### WHAT IS REQUIRED:
Below are the records; locate each line with the word "impl" and copy it.

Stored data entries
┏━━
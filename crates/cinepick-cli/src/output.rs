use clap::ValueEnum;
use owo_colors::OwoColorize;
use serde::Serialize;
use serde_json::json;

#[derive(Debug, Clone, Copy, PartialEq, Eq, ValueEnum)]
pub enum OutputFormat {
    Human,
    Json,
    #[value(name = "json-pretty")]
    JsonPretty,
}

pub struct Output {
    format: OutputFormat,
    quiet: bool,
}

impl Output {
    pub fn new(format: OutputFormat, quiet: bool) -> Self {
        Self { format, quiet }
    }

    pub fn format(&self) -> OutputFormat {
        self.format
    }

    pub fn is_human(&self) -> bool {
        self.format == OutputFormat::Human
    }

    pub fn is_quiet(&self) -> bool {
        self.quiet
    }

    pub fn success(&self, msg: impl AsRef<str>) {
        self.message("success", "✓".green().to_string(), msg.as_ref());
    }

    pub fn error(&self, msg: impl AsRef<str>) {
        // Errors are shown even in quiet mode
        match self.format {
            OutputFormat::Human => eprintln!("{} {}", "✗".red(), msg.as_ref()),
            OutputFormat::Json | OutputFormat::JsonPretty => {
                self.print_json(&json!({ "type": "error", "message": msg.as_ref() }));
            }
        }
    }

    pub fn info(&self, msg: impl AsRef<str>) {
        if self.quiet {
            return;
        }
        match self.format {
            OutputFormat::Human => println!("{}", msg.as_ref()),
            OutputFormat::Json | OutputFormat::JsonPretty => {
                self.print_json(&json!({ "type": "info", "message": msg.as_ref() }));
            }
        }
    }

    pub fn warn(&self, msg: impl AsRef<str>) {
        self.message("warning", "⚠".yellow().to_string(), msg.as_ref());
    }

    /// Plain line in human mode; dropped in JSON modes so the stream stays parseable
    pub fn println(&self, msg: impl AsRef<str>) {
        if self.quiet || !self.is_human() {
            return;
        }
        println!("{}", msg.as_ref());
    }

    pub fn json(&self, data: &serde_json::Value) {
        if self.quiet && self.format != OutputFormat::Human {
            return;
        }
        self.print_json(data);
    }

    /// Serialize `data` and print it in the selected JSON format
    pub fn data<T: Serialize>(&self, data: &T) {
        match serde_json::to_value(data) {
            Ok(value) => self.json(&value),
            Err(e) => self.error(format!("Failed to serialize output: {}", e)),
        }
    }

    fn message(&self, kind: &str, symbol: String, msg: &str) {
        if self.quiet {
            return;
        }
        match self.format {
            OutputFormat::Human => println!("{} {}", symbol, msg),
            OutputFormat::Json | OutputFormat::JsonPretty => {
                self.print_json(&json!({ "type": kind, "message": msg }));
            }
        }
    }

    fn print_json(&self, data: &serde_json::Value) {
        match self.format {
            OutputFormat::Json => {
                println!("{}", serde_json::to_string(data).unwrap_or_default());
            }
            OutputFormat::JsonPretty => {
                println!("{}", serde_json::to_string_pretty(data).unwrap_or_default());
            }
            OutputFormat::Human => {
                println!("{}", data);
            }
        }
    }
}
┗━━
### RESULT FOR THIS EXERCISE:
impl Output {
    pub fn success(&self, msg: impl AsRef<str>) {
    pub fn error(&self, msg: impl AsRef<str>) {
    pub fn info(&self, msg: impl AsRef<str>) {
    pub fn warn(&self, msg: impl AsRef<str>) {
    pub fn println(&self, msg: impl AsRef<str>) {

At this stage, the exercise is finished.